August 19, 2004 - When U.Va. sports fans settle into their seats at the expanded Scott Stadium, or in the new John Paul Jones Arena, they might take a moment to appreciate Terry Holland — and old nemesis Lefty Driesell.

Holland, the winningest men’s basketball coach in U.Va. history and later director of athletics during a boom time in Cavalier sports, announced in July that he would step down from his current post as special advisor to University President John T. Casteen III at the end of August, wrapping up three decades at U.Va.

It was a career that may not have happened were it not for Driesell.

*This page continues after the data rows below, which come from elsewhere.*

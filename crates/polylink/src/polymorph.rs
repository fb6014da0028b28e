//! The [`Polymorph`] document wrapper.
//!
//! A `Polymorph` goes through two phases. Ingesting bytes stores them
//! verbatim and cannot fail. Materializing (the `as_*` and `get_*` accessors)
//! parses, resolves links through the shared [`Resolver`], and reports any
//! problem as a [`PolymorphError`].
//!
//! # Paths
//!
//! Paths are field names joined by [`PATH_SEPARATOR`], e.g. `"foo/bar"`.
//! There is no escaping: a field name that itself contains `/` cannot be
//! addressed.

use std::collections::HashMap;
use std::fmt;

use serde::de::{DeserializeOwned, DeserializeSeed};
use serde::ser::Error as _;
use serde::{Deserialize, Deserializer, Serialize, Serializer};
use serde_json::value::RawValue;

use polylink_resolver::Resolver;
use polylink_types::{link_json, Address, RawJson};

use crate::error::{PolymorphError, PolymorphResult};

/// Separates field names in a traversal path.
pub const PATH_SEPARATOR: char = '/';

/// How far a path walk resolves its final segment.
#[derive(Clone, Copy, PartialEq, Eq)]
enum Terminal {
    Resolve,
    Keep,
}

/// A JSON value that treats links and literals the same.
///
/// Links are resolved lazily, only when an accessor needs the value behind
/// them, and the result is memoized in the resolver's cache. Children
/// returned by the `get_*` methods share this value's resolver, so a link
/// fetched anywhere in the tree is never fetched again.
#[derive(Clone)]
pub struct Polymorph {
    resolver: Resolver,
    raw: Option<RawJson>,
}

impl Polymorph {
    /// An empty value bound to `resolver`. Call [`ingest`](Self::ingest)
    /// before reading from it.
    pub fn new(resolver: Resolver) -> Self {
        Self { resolver, raw: None }
    }

    /// A value that is a link to `address`, resolved on first access.
    pub fn from_address(resolver: Resolver, address: impl Into<Address>) -> Self {
        Self::from_raw(resolver, link_json(&address.into()))
    }

    /// A value holding the JSON serialization of `value`.
    pub fn from_value<T: Serialize + ?Sized>(resolver: Resolver, value: &T) -> PolymorphResult<Self> {
        let raw = RawJson::from_value(value).map_err(PolymorphError::EncodingFailed)?;
        Ok(Self::from_raw(resolver, raw))
    }

    pub fn from_raw(resolver: Resolver, raw: impl Into<RawJson>) -> Self {
        Self {
            resolver,
            raw: Some(raw.into()),
        }
    }

    /// Store `bytes` as this value's raw JSON, replacing any previous value.
    ///
    /// Nothing is parsed or fetched here; malformed input surfaces later from
    /// whichever accessor first needs to read it.
    pub fn ingest(&mut self, bytes: impl Into<RawJson>) {
        self.raw = Some(bytes.into());
    }

    pub fn raw(&self) -> Option<&RawJson> {
        self.raw.as_ref()
    }

    pub fn resolver(&self) -> &Resolver {
        &self.resolver
    }

    /// The bytes last ingested, exactly as given. Links are returned as the
    /// link object, not the value behind it.
    pub fn encode(&self) -> PolymorphResult<RawJson> {
        self.current().cloned()
    }

    /// Structural check only; never fetches. An empty value is not a link.
    pub fn is_link(&self) -> bool {
        self.raw.as_ref().is_some_and(RawJson::is_link)
    }

    /// The link address if this value is a link, `None` otherwise.
    pub fn as_link_address(&self) -> Option<Address> {
        self.raw.as_ref().and_then(RawJson::link_address)
    }

    /// The address this value can be fetched from.
    ///
    /// A link answers with its own address. Any other value is written to the
    /// content store.
    pub fn compute_address(&self) -> PolymorphResult<Address> {
        Ok(self.resolver.compute_address(self.current()?)?)
    }

    /// The raw value, resolved if it is a link.
    pub fn as_raw(&self) -> PolymorphResult<RawJson> {
        Ok(self.resolver.resolve_if_link(self.current()?)?)
    }

    pub fn as_bool(&self) -> PolymorphResult<bool> {
        self.as_type()
    }

    pub fn as_string(&self) -> PolymorphResult<String> {
        self.as_type()
    }

    /// Resolve if needed, then decode into `T`.
    pub fn as_type<T: DeserializeOwned>(&self) -> PolymorphResult<T> {
        let raw = self.as_raw()?;
        raw.to_value().map_err(|source| PolymorphError::DecodingFailed {
            context: format!("value as {}", std::any::type_name::<T>()),
            source,
        })
    }

    /// The raw value at `path`, resolving every link along the way including
    /// the one at the end.
    pub fn get_raw(&self, path: &str) -> PolymorphResult<RawJson> {
        self.walk(path, Terminal::Resolve)
    }

    /// Like [`get_raw`](Self::get_raw), but a link at the final segment is
    /// returned as the link itself.
    pub fn get_unresolved_raw(&self, path: &str) -> PolymorphResult<RawJson> {
        self.walk(path, Terminal::Keep)
    }

    pub fn get_polymorph(&self, path: &str) -> PolymorphResult<Polymorph> {
        let raw = self.get_raw(path)?;
        Ok(self.child(raw))
    }

    pub fn get_unresolved_polymorph(&self, path: &str) -> PolymorphResult<Polymorph> {
        let raw = self.get_unresolved_raw(path)?;
        Ok(self.child(raw))
    }

    pub fn get_bool(&self, path: &str) -> PolymorphResult<bool> {
        self.get_polymorph(path)?.as_bool()
    }

    pub fn get_string(&self, path: &str) -> PolymorphResult<String> {
        self.get_polymorph(path)?.as_string()
    }

    pub fn get_type<T: DeserializeOwned>(&self, path: &str) -> PolymorphResult<T> {
        self.get_polymorph(path)?.as_type()
    }

    fn current(&self) -> PolymorphResult<&RawJson> {
        self.raw.as_ref().ok_or(PolymorphError::EmptyValue)
    }

    fn child(&self, raw: RawJson) -> Polymorph {
        Self::from_raw(self.resolver.clone(), raw)
    }

    fn walk(&self, path: &str, terminal: Terminal) -> PolymorphResult<RawJson> {
        let mut current = self.resolver.resolve_if_link(self.current()?)?;

        let mut segments = path.split(PATH_SEPARATOR).peekable();
        while let Some(segment) = segments.next() {
            let mut fields: HashMap<String, Box<RawValue>> =
                serde_json::from_slice(current.as_bytes()).map_err(|source| {
                    PolymorphError::DecodingFailed {
                        context: format!(r#"object at "{segment}" in path "{path}""#),
                        source,
                    }
                })?;

            let field = fields
                .remove(segment)
                .ok_or_else(|| PolymorphError::PathNotFound {
                    path: path.to_string(),
                })?;
            let raw = RawJson::from(String::from(field.get()));

            current = if terminal == Terminal::Keep && segments.peek().is_none() {
                raw
            } else {
                self.resolver.resolve_if_link(&raw)?
            };
        }
        Ok(current)
    }
}

impl fmt::Debug for Polymorph {
    fn fmt(&self, f: &mut fmt::Formatter<'_>) -> fmt::Result {
        f.debug_struct("Polymorph").field("raw", &self.raw).finish()
    }
}

/// Embeds the ingested bytes verbatim; links stay unresolved.
impl Serialize for Polymorph {
    fn serialize<S: Serializer>(&self, serializer: S) -> Result<S::Ok, S::Error> {
        match &self.raw {
            Some(raw) => raw.serialize(serializer),
            None => Err(S::Error::custom(PolymorphError::EmptyValue)),
        }
    }
}

/// Deserializes a [`Polymorph`] bound to a resolver.
///
/// `Polymorph` has no plain `Deserialize` impl because every value needs a
/// store to resolve against. The seed supplies one; the captured bytes are
/// kept verbatim, so links inside stay lazy.
///
/// ```
/// use std::sync::Arc;
/// use polylink::{InMemoryContentStore, PolymorphSeed, Resolver};
/// use serde::de::DeserializeSeed;
///
/// let resolver = Resolver::new(Arc::new(InMemoryContentStore::new()));
/// let mut de = serde_json::Deserializer::from_str(r#"{"a": true}"#);
/// let doc = PolymorphSeed::new(resolver).deserialize(&mut de).unwrap();
/// assert!(doc.get_bool("a").unwrap());
/// ```
#[derive(Clone, Debug)]
pub struct PolymorphSeed {
    resolver: Resolver,
}

impl PolymorphSeed {
    pub fn new(resolver: Resolver) -> Self {
        Self { resolver }
    }
}

impl<'de> DeserializeSeed<'de> for PolymorphSeed {
    type Value = Polymorph;

    fn deserialize<D: Deserializer<'de>>(self, deserializer: D) -> Result<Polymorph, D::Error> {
        let raw = RawJson::deserialize(deserializer)?;
        Ok(Polymorph::from_raw(self.resolver, raw))
    }
}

Best known as the University of Maryland’s folksy basketball coach, Driesell was the head coach at Davidson College when he made Holland, a Clinton, N.C., native, his first recruit. Holland helped Davidson to a top-10 national ranking, but when graduation came, Holland was unsure about his future. He considered becoming a certified public accountant or applying to law school.

Driesell had just received clearance to hire a second assistant coach and offered Holland the job, thinking it might help his business career. “I didn’t really think of him as a coach,” Driesell said recently from his home in Virginia Beach. “I was trying to get him prepared to go to graduate school and be a CPA.”

Holland took the job, Davidson continued to win, and he stayed another year, and another. “The more I did it, the more I thought, ‘I like doing this now, and I’ll just do it as long as it’s fun,’” Holland said. “So that’s the way we always approached it — as long as it’s fun.”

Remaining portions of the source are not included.